EXERCISE OBJECTIVE:
The listing below must be reproduced in full, exactly as written.

DATA FOR PROCESSING:
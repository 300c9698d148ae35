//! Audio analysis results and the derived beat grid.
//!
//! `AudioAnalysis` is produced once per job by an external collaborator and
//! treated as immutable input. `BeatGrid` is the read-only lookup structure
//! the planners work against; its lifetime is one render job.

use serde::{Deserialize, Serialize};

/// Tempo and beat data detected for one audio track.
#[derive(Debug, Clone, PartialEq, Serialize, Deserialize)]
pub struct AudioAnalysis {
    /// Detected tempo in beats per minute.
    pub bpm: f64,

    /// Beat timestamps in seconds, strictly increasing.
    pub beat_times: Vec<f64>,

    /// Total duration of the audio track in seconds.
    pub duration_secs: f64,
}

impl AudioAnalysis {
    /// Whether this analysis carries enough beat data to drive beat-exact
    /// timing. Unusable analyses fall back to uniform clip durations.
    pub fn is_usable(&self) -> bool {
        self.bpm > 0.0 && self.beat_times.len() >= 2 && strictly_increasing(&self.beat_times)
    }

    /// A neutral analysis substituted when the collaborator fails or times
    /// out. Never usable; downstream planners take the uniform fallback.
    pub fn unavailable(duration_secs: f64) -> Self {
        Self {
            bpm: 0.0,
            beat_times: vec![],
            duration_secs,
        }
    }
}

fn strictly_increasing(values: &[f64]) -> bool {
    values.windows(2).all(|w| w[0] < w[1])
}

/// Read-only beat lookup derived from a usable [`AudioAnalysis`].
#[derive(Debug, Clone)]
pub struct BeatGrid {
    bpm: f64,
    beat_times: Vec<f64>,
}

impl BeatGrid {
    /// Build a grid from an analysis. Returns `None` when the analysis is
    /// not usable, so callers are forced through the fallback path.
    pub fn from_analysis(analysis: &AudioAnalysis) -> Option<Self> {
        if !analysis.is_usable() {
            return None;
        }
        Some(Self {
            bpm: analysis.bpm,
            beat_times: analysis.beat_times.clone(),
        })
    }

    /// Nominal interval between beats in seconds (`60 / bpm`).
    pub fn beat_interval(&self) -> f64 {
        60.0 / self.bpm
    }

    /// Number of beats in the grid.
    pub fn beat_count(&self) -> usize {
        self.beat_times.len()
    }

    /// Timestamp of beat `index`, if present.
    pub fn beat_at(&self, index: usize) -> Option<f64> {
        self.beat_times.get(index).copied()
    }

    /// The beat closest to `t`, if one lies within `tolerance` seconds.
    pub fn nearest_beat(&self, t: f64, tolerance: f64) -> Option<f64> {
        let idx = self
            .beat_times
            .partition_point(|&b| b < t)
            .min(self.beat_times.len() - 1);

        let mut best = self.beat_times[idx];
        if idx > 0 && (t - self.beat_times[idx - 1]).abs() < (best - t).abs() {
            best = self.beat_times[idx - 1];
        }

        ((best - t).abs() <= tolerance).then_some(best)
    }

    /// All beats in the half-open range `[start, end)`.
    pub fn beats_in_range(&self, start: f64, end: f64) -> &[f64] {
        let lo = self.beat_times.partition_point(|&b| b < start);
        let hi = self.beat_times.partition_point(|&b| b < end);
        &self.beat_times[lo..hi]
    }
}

SOLUTION TO THIS PROBLEM:
repository 300c9698d148ae35
//! Audio analysis results and the derived beat grid.
//!
//! `AudioAnalysis` is produced once per job by an external collaborator and
//! treated as immutable input. `BeatGrid` is the read-only lookup structure
//! the planners work against; its lifetime is one render job.

use serde::{Deserialize, Serialize};

/// Tempo and beat data detected for one audio track.
#[derive(Debug, Clone, PartialEq, Serialize, Deserialize)]
pub struct AudioAnalysis {
    /// Detected tempo in beats per minute.
    pub bpm: f64,

    /// Beat timestamps in seconds, strictly increasing.
    pub beat_times: Vec<f64>,

    /// Total duration of the audio track in seconds.
    pub duration_secs: f64,
}

impl AudioAnalysis {
    /// Whether this analysis carries enough beat data to drive beat-exact
    /// timing. Unusable analyses fall back to uniform clip durations.
    pub fn is_usable(&self) -> bool {
        self.bpm > 0.0 && self.beat_times.len() >= 2 && strictly_increasing(&self.beat_times)
    }

    /// A neutral analysis substituted when the collaborator fails or times
    /// out. Never usable; downstream planners take the uniform fallback.
    pub fn unavailable(duration_secs: f64) -> Self {
        Self {
            bpm: 0.0,
            beat_times: vec![],
            duration_secs,
        }
    }
}

fn strictly_increasing(values: &[f64]) -> bool {
    values.windows(2).all(|w| w[0] < w[1])
}

/// Read-only beat lookup derived from a usable [`AudioAnalysis`].
#[derive(Debug, Clone)]
pub struct BeatGrid {
    bpm: f64,
    beat_times: Vec<f64>,
}

impl BeatGrid {
    /// Build a grid from an analysis. Returns `None` when the analysis is
    /// not usable, so callers are forced through the fallback path.
    pub fn from_analysis(analysis: &AudioAnalysis) -> Option<Self> {
        if !analysis.is_usable() {
            return None;
        }
        Some(Self {
            bpm: analysis.bpm,
            beat_times: analysis.beat_times.clone(),
        })
    }

    /// Nominal interval between beats in seconds (`60 / bpm`).
    pub fn beat_interval(&self) -> f64 {
        60.0 / self.bpm
    }

    /// Number of beats in the grid.
    pub fn beat_count(&self) -> usize {
        self.beat_times.len()
    }

    /// Timestamp of beat `index`, if present.
    pub fn beat_at(&self, index: usize) -> Option<f64> {
        self.beat_times.get(index).copied()
    }

    /// The beat closest to `t`, if one lies within `tolerance` seconds.
    pub fn nearest_beat(&self, t: f64, tolerance: f64) -> Option<f64> {
        let idx = self
            .beat_times
            .partition_point(|&b| b < t)
            .min(self.beat_times.len() - 1);

        let mut best = self.beat_times[idx];
        if idx > 0 && (t - self.beat_times[idx - 1]).abs() < (best - t).abs() {
            best = self.beat_times[idx - 1];
        }

        ((best - t).abs() <= tolerance).then_some(best)
    }

    /// All beats in the half-open range `[start, end)`.
    pub fn beats_in_range(&self, start: f64, end: f64) -> &[f64] {
        let lo = self.beat_times.partition_point(|&b| b < start);
        let hi = self.beat_times.partition_point(|&b| b < end);
        &self.beat_times[lo..hi]
    }
}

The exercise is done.